Float with Scientific Notation breaks simple addition?

Ok, I feel like I’m going nuts. Is it possible that floats above 10,000,000 don’t support simple addition?

I’ve been working on a bug for an hour: it seems that if a float is above 10,000,000, you literally can’t add 1 to it.

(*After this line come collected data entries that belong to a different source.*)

// ABOUTME: Gateway process: accepts ESME binds and forwards accepted messages to carrier SMSCs
// ABOUTME: Wires configuration, the listener, the dispatcher and the event loop; Ctrl-C shuts down cleanly

use argh::FromArgs;
use smpp_gateway::dispatch::{CarrierRegistry, Dispatcher, GatewayConfig};
use smpp_gateway::event::{DEFAULT_EVENT_CAPACITY, EventReceiver, EventSender, GatewayEvent};
use smpp_gateway::ratelimit::RateLimiterRegistry;
use smpp_gateway::server::Server;
use std::sync::Arc;
use tracing::{Level, debug, error, info, warn};
use tracing_subscriber::FmtSubscriber;

/// SMPP gateway between ESMEs and carrier SMSCs
#[derive(FromArgs)]
struct CliArgs {
    /// whether or not to enable debugging
    #[argh(switch, short = 'd')]
    debug: bool,

    /// path to the gateway configuration (default: config/gateway.yaml)
    #[argh(option, short = 'c')]
    config: Option<String>,

    /// inbound port, overriding the configuration
    #[argh(option, short = 'p')]
    port: Option<u16>,
}

#[tokio::main]
async fn main() -> smpp_gateway::Result<()> {
    let cli_args: CliArgs = argh::from_env();

    let subscriber = FmtSubscriber::builder()
        .with_max_level(if cli_args.debug {
            Level::DEBUG
        } else {
            Level::INFO
        })
        .finish();
    tracing::subscriber::set_global_default(subscriber)?;

    let path = cli_args
        .config
        .unwrap_or_else(|| "config/gateway.yaml".to_owned());
    let config = GatewayConfig::load(&path).inspect_err(|e| error!("{e}"))?;
    let port = cli_args.port.unwrap_or(config.server.port);

    let (events, receiver) = EventSender::channel(DEFAULT_EVENT_CAPACITY);
    let dispatcher = Dispatcher::builder(&config)
        .events(events.clone())
        .rate_limiters(Arc::new(RateLimiterRegistry::new()))
        .build();

    let registry = Arc::new(CarrierRegistry::from_config(&config));
    let server = Server::new(config.server.server_config(), registry, events);
    let addr = server.start(port).await?;
    info!(address = %addr, carriers = config.carriers.len(), "gateway running");

    let forwarding = tokio::spawn(forward_events(receiver, dispatcher.clone()));

    tokio::signal::ctrl_c().await?;
    info!("shutting down");

    server.stop().await;
    dispatcher.shutdown().await;
    forwarding.abort();

    info!("gateway stopped");
    Ok(())
}

/// Hands session messages to the dispatcher and logs delivery reports.
async fn forward_events(mut receiver: EventReceiver, dispatcher: Dispatcher) {
    while let Some(event) = receiver.recv().await {
        match event {
            GatewayEvent::Message(message) => {
                let dispatcher = dispatcher.clone();
                tokio::spawn(async move {
                    let message_id = message.message_id.clone();
                    match dispatcher.submit_message(message).await {
                        Ok(sent) => debug!(
                            message_id = %message_id,
                            carrier = %sent.carrier,
                            carrier_id = %sent.message_id,
                            "forwarded"
                        ),
                        Err(e) => warn!(
                            message_id = %message_id,
                            retryable = e.is_retryable(),
                            error = %e,
                            "forwarding failed"
                        ),
                    }
                });
            }
            GatewayEvent::DeliveryReport(report) => info!(
                carrier = %report.carrier,
                message_id = %report.message_id,
                state = %report.state,
                final_state = report.state.is_final(),
                error_code = report.error_code.as_deref().unwrap_or("-"),
                "delivery report"
            ),
        }
    }
}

I made the following test code to show the problem:

Debug.Log("=== TEST 1");
float bigNumber = 90000000;
Debug.Log(bigNumber);
Debug.Log(bigNumber.ToString("N0"));
bigNumber += 1;
Debug.Log(bigNumber.ToString("N0"));
bigNumber = bigNumber + 1;
Debug.Log(bigNumber.ToString("N0"));

Debug.Log("=== TEST 2");
float smallNumber = 90000;
Debug.Log(smallNumber);
Debug.Log(smallNumber.ToString("N0"));
smallNumber += 1;
Debug.Log(smallNumber.ToString("N0"));
smallNumber = smallNumber + 1;
Debug.Log(smallNumber.ToString("N0"));

And here’s the result I get from running that code:

> === TEST 1
> 9E+07
> 90,000,000
> 90,000,000
> 90,000,000
> === TEST 2
> 90000
> 90,000
> 90,001
> 90,002

Is that the expected behavior? You simply can’t add 1 to a float with 8 digits or more?

ha!

excellent diagnostic debugging.
you are correct.
it’s not the scientific notation which is causing accuracy problems, but the size of the number. floats have 24 bits for the “mantissa”, with the rest of bits being the exponent. 24 binary bits can represent up to about 16 million, and above that the numbers are no longer precise.
for higher accuracy, use a double.

this is an aspect of floats in any language, not just c# / unity.